Input data

★ ★ ★

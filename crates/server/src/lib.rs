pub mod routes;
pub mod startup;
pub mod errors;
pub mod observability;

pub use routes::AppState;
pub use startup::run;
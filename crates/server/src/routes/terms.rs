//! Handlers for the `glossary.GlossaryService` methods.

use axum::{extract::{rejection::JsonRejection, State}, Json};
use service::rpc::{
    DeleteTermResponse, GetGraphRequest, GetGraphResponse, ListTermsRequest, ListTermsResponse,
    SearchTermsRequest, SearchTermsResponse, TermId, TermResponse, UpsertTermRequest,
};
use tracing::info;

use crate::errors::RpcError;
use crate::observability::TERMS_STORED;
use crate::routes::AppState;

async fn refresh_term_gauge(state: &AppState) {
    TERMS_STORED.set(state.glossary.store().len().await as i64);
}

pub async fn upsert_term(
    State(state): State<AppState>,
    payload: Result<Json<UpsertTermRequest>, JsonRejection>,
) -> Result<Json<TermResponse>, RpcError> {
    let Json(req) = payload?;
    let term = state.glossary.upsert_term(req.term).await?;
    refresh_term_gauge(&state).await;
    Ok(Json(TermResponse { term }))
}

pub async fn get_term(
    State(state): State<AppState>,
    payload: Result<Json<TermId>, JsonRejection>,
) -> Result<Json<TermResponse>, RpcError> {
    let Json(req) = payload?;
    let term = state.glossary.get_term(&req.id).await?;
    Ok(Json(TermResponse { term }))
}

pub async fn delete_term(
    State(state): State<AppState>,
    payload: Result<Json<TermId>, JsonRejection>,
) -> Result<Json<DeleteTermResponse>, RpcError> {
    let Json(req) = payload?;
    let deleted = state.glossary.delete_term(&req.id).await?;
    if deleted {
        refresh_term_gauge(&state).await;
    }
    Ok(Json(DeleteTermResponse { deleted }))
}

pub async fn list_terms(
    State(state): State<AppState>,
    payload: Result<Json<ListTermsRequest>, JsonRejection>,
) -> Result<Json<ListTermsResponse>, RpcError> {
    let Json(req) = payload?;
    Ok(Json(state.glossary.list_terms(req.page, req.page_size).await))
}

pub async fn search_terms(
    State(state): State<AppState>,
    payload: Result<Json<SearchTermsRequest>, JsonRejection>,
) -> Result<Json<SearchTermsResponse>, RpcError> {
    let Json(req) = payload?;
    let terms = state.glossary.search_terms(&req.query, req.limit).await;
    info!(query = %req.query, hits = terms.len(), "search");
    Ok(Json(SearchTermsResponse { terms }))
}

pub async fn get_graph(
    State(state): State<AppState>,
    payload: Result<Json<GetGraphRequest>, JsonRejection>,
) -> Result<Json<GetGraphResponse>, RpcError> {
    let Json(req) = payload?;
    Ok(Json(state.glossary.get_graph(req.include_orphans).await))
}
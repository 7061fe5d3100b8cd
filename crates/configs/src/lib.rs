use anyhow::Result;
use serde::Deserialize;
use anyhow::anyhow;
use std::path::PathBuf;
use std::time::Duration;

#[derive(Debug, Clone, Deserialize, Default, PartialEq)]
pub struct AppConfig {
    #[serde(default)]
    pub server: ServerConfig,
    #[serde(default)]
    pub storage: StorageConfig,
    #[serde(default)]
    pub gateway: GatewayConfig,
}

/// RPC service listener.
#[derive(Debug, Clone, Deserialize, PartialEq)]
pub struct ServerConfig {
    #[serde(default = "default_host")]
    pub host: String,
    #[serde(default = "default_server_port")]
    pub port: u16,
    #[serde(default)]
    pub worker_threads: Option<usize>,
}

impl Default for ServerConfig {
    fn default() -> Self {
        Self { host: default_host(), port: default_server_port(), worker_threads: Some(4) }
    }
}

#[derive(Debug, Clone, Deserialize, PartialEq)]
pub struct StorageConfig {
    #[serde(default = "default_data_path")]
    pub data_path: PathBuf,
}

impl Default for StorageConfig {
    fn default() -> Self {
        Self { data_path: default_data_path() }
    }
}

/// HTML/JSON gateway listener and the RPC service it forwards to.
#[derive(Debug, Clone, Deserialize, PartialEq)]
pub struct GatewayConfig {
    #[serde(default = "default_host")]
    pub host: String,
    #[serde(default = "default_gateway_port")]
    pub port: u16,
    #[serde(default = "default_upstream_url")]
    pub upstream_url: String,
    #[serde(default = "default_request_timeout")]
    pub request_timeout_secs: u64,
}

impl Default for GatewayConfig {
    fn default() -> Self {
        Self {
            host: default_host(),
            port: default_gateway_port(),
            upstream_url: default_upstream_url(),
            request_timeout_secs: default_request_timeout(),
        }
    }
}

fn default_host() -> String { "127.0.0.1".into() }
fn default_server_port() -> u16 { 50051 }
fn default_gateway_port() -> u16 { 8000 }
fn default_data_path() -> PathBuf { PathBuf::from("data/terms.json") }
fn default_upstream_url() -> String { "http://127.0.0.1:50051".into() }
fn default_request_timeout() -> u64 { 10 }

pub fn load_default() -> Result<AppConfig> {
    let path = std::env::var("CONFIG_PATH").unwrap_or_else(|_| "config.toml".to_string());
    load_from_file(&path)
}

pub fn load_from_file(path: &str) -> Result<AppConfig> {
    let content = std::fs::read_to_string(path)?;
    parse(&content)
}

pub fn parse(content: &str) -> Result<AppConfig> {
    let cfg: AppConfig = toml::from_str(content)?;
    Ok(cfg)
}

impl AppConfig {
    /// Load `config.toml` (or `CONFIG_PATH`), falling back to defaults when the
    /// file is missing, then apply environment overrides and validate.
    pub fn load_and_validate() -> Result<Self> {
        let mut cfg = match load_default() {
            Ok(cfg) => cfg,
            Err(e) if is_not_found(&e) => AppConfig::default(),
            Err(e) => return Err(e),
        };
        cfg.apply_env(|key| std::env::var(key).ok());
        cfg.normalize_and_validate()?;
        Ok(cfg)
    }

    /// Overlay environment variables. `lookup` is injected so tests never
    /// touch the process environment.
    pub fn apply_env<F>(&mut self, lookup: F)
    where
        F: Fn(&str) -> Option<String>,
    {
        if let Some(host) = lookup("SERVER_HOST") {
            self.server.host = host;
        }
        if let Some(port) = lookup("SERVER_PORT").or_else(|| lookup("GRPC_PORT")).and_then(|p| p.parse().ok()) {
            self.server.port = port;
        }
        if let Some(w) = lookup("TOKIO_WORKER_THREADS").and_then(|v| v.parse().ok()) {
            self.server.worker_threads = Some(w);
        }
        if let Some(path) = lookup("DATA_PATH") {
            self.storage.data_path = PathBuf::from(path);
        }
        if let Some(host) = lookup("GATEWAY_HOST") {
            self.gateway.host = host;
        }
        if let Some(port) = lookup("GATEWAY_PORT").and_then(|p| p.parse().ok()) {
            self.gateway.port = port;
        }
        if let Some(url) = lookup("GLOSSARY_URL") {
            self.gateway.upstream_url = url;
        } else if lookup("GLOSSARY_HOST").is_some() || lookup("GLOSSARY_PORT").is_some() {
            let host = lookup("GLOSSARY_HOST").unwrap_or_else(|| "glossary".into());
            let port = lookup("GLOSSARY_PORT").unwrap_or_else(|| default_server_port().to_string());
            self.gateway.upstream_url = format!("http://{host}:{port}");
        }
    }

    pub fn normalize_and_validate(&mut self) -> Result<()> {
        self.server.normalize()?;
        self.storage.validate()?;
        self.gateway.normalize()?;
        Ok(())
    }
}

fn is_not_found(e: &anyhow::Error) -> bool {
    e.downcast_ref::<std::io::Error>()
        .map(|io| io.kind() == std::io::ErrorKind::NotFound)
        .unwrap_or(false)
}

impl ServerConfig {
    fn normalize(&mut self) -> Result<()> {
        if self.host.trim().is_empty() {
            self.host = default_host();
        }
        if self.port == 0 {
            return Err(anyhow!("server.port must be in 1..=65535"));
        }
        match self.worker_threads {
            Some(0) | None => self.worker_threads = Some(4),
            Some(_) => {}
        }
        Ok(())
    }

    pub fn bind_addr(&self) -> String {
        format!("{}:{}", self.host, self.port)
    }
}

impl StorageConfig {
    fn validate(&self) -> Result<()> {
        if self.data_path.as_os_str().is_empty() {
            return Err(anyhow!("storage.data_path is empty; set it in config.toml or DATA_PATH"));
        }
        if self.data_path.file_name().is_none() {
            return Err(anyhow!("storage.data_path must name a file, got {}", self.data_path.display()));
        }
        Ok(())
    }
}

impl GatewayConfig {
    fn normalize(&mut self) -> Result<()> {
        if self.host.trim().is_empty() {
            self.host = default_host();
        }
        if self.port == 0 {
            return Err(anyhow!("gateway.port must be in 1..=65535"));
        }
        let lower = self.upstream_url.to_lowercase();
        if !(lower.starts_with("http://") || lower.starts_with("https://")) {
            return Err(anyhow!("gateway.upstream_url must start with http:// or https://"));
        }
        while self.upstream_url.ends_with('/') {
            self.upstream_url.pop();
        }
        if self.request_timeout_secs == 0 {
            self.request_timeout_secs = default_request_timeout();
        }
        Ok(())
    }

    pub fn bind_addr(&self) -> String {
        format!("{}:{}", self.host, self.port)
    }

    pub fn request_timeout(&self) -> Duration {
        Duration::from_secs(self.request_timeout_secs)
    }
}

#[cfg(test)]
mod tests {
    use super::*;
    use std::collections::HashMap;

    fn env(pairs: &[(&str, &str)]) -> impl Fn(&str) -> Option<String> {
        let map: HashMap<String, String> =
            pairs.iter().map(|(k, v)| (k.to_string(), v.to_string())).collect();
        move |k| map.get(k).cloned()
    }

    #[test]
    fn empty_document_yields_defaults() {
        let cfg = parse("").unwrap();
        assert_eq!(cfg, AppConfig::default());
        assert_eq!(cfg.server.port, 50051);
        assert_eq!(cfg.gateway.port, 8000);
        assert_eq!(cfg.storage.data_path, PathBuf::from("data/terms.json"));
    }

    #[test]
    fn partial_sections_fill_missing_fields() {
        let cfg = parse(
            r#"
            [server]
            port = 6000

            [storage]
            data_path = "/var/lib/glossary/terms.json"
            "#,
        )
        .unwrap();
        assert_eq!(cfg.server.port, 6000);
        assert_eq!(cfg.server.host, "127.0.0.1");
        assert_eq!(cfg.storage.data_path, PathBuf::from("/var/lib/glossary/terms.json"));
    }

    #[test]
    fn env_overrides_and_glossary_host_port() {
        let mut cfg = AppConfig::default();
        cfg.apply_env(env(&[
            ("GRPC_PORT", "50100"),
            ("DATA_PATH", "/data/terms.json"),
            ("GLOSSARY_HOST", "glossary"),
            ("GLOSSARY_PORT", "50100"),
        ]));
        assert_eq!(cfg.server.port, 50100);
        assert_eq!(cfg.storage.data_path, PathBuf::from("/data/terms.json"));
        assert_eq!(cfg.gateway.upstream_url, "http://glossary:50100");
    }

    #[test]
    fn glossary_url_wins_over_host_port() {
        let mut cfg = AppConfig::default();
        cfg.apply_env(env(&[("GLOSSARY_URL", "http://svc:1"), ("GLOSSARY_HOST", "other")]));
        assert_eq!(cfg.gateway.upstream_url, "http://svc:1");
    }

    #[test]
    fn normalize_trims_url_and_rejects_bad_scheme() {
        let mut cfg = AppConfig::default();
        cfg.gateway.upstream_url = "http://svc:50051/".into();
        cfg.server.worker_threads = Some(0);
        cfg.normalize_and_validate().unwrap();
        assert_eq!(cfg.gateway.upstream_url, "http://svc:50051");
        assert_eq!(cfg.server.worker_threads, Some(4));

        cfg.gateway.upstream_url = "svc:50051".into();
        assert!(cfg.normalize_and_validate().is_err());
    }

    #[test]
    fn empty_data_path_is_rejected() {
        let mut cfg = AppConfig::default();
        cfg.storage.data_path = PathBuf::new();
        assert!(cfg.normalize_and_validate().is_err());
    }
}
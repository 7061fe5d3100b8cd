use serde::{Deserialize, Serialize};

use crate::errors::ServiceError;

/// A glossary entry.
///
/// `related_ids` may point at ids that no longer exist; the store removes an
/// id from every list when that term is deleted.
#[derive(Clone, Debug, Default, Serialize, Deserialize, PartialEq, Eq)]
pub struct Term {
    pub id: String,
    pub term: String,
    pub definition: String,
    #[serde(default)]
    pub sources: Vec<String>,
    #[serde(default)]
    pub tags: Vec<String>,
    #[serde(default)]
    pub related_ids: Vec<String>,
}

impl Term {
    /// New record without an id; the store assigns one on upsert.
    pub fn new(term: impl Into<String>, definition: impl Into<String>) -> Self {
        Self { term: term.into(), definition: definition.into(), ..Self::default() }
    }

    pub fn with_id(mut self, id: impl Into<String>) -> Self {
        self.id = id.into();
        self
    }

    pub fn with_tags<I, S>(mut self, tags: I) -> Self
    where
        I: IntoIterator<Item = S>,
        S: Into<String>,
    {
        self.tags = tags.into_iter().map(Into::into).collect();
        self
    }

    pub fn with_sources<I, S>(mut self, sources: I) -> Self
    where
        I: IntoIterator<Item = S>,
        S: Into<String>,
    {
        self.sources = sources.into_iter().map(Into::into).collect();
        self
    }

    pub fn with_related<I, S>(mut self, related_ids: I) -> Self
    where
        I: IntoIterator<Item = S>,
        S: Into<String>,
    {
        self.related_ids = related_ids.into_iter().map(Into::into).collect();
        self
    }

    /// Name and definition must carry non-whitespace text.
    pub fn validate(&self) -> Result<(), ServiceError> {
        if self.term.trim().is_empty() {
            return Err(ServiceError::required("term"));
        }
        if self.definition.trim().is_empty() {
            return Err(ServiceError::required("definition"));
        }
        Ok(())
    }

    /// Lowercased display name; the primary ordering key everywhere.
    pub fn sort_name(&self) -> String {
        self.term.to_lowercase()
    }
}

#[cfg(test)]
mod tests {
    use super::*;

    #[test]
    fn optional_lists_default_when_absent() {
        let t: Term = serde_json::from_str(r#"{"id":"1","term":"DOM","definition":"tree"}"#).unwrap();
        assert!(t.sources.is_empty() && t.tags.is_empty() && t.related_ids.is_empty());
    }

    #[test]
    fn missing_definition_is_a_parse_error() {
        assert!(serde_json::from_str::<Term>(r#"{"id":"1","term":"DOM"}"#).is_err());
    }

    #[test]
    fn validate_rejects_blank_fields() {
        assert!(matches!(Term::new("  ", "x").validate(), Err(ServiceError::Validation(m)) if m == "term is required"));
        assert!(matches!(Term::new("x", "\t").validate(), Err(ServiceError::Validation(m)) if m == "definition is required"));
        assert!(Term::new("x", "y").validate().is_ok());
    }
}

★ ★ ★

Going through the data above, state how many lines include the word "SearchTermsResponse"; only that number is needed.

Finished task
3